**TASK TO CARRY OUT**
Repeat the data. Keep each line identical.

**LISTED RECORDS**
____________________
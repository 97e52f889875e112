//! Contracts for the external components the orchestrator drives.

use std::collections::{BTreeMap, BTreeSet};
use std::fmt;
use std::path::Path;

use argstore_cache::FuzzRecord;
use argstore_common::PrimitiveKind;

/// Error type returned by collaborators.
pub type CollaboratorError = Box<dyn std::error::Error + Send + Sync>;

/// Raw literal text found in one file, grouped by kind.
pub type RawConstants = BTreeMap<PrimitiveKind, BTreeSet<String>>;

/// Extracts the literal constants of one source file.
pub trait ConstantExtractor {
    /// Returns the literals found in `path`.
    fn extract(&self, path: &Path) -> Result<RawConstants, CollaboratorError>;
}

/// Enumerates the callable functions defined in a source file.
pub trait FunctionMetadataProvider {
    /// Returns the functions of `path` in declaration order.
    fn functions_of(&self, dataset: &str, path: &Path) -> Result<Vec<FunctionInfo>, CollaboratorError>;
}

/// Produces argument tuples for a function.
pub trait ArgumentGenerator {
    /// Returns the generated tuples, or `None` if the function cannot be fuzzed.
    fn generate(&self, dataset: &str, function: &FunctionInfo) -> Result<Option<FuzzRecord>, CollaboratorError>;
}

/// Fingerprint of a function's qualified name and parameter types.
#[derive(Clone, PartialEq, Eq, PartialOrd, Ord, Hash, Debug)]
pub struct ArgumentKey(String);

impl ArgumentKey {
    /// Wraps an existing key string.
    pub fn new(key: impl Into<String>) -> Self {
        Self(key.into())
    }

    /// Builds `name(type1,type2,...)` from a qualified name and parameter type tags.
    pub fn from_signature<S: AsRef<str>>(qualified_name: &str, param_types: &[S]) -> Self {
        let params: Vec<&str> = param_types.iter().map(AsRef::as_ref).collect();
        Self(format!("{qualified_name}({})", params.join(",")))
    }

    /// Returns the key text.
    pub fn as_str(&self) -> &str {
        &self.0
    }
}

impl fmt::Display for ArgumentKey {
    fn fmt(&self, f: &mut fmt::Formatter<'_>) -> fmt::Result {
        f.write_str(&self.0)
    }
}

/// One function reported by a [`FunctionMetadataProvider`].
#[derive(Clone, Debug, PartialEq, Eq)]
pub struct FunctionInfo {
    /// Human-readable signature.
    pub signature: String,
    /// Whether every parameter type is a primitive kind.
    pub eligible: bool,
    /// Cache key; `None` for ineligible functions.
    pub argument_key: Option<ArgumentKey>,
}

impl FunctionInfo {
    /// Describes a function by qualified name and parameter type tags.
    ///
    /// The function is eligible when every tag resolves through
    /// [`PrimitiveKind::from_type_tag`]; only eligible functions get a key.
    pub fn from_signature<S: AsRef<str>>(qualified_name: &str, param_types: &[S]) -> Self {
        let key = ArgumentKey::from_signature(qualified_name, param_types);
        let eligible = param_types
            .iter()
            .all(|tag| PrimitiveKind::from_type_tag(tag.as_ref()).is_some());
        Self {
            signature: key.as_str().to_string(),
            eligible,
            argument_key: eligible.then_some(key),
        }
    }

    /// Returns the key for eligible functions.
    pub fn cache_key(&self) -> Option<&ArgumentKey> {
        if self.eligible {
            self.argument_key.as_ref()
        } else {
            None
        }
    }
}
____________________
**RESULT**
repository 97e52f889875e112
//! Contracts for the external components the orchestrator drives.

use std::collections::{BTreeMap, BTreeSet};
use std::fmt;
use std::path::Path;

use argstore_cache::FuzzRecord;
use argstore_common::PrimitiveKind;

/// Error type returned by collaborators.
pub type CollaboratorError = Box<dyn std::error::Error + Send + Sync>;

/// Raw literal text found in one file, grouped by kind.
pub type RawConstants = BTreeMap<PrimitiveKind, BTreeSet<String>>;

/// Extracts the literal constants of one source file.
pub trait ConstantExtractor {
    /// Returns the literals found in `path`.
    fn extract(&self, path: &Path) -> Result<RawConstants, CollaboratorError>;
}

/// Enumerates the callable functions defined in a source file.
pub trait FunctionMetadataProvider {
    /// Returns the functions of `path` in declaration order.
    fn functions_of(&self, dataset: &str, path: &Path) -> Result<Vec<FunctionInfo>, CollaboratorError>;
}

/// Produces argument tuples for a function.
pub trait ArgumentGenerator {
    /// Returns the generated tuples, or `None` if the function cannot be fuzzed.
    fn generate(&self, dataset: &str, function: &FunctionInfo) -> Result<Option<FuzzRecord>, CollaboratorError>;
}

/// Fingerprint of a function's qualified name and parameter types.
#[derive(Clone, PartialEq, Eq, PartialOrd, Ord, Hash, Debug)]
pub struct ArgumentKey(String);

impl ArgumentKey {
    /// Wraps an existing key string.
    pub fn new(key: impl Into<String>) -> Self {
        Self(key.into())
    }

    /// Builds `name(type1,type2,...)` from a qualified name and parameter type tags.
    pub fn from_signature<S: AsRef<str>>(qualified_name: &str, param_types: &[S]) -> Self {
        let params: Vec<&str> = param_types.iter().map(AsRef::as_ref).collect();
        Self(format!("{qualified_name}({})", params.join(",")))
    }

    /// Returns the key text.
    pub fn as_str(&self) -> &str {
        &self.0
    }
}

impl fmt::Display for ArgumentKey {
    fn fmt(&self, f: &mut fmt::Formatter<'_>) -> fmt::Result {
        f.write_str(&self.0)
    }
}

/// One function reported by a [`FunctionMetadataProvider`].
#[derive(Clone, Debug, PartialEq, Eq)]
pub struct FunctionInfo {
    /// Human-readable signature.
    pub signature: String,
    /// Whether every parameter type is a primitive kind.
    pub eligible: bool,
    /// Cache key; `None` for ineligible functions.
    pub argument_key: Option<ArgumentKey>,
}

impl FunctionInfo {
    /// Describes a function by qualified name and parameter type tags.
    ///
    /// The function is eligible when every tag resolves through
    /// [`PrimitiveKind::from_type_tag`]; only eligible functions get a key.
    pub fn from_signature<S: AsRef<str>>(qualified_name: &str, param_types: &[S]) -> Self {
        let key = ArgumentKey::from_signature(qualified_name, param_types);
        let eligible = param_types
            .iter()
            .all(|tag| PrimitiveKind::from_type_tag(tag.as_ref()).is_some());
        Self {
            signature: key.as_str().to_string(),
            eligible,
            argument_key: eligible.then_some(key),
        }
    }

    /// Returns the key for eligible functions.
    pub fn cache_key(&self) -> Option<&ArgumentKey> {
        if self.eligible {
            self.argument_key.as_ref()
        } else {
            None
        }
    }
}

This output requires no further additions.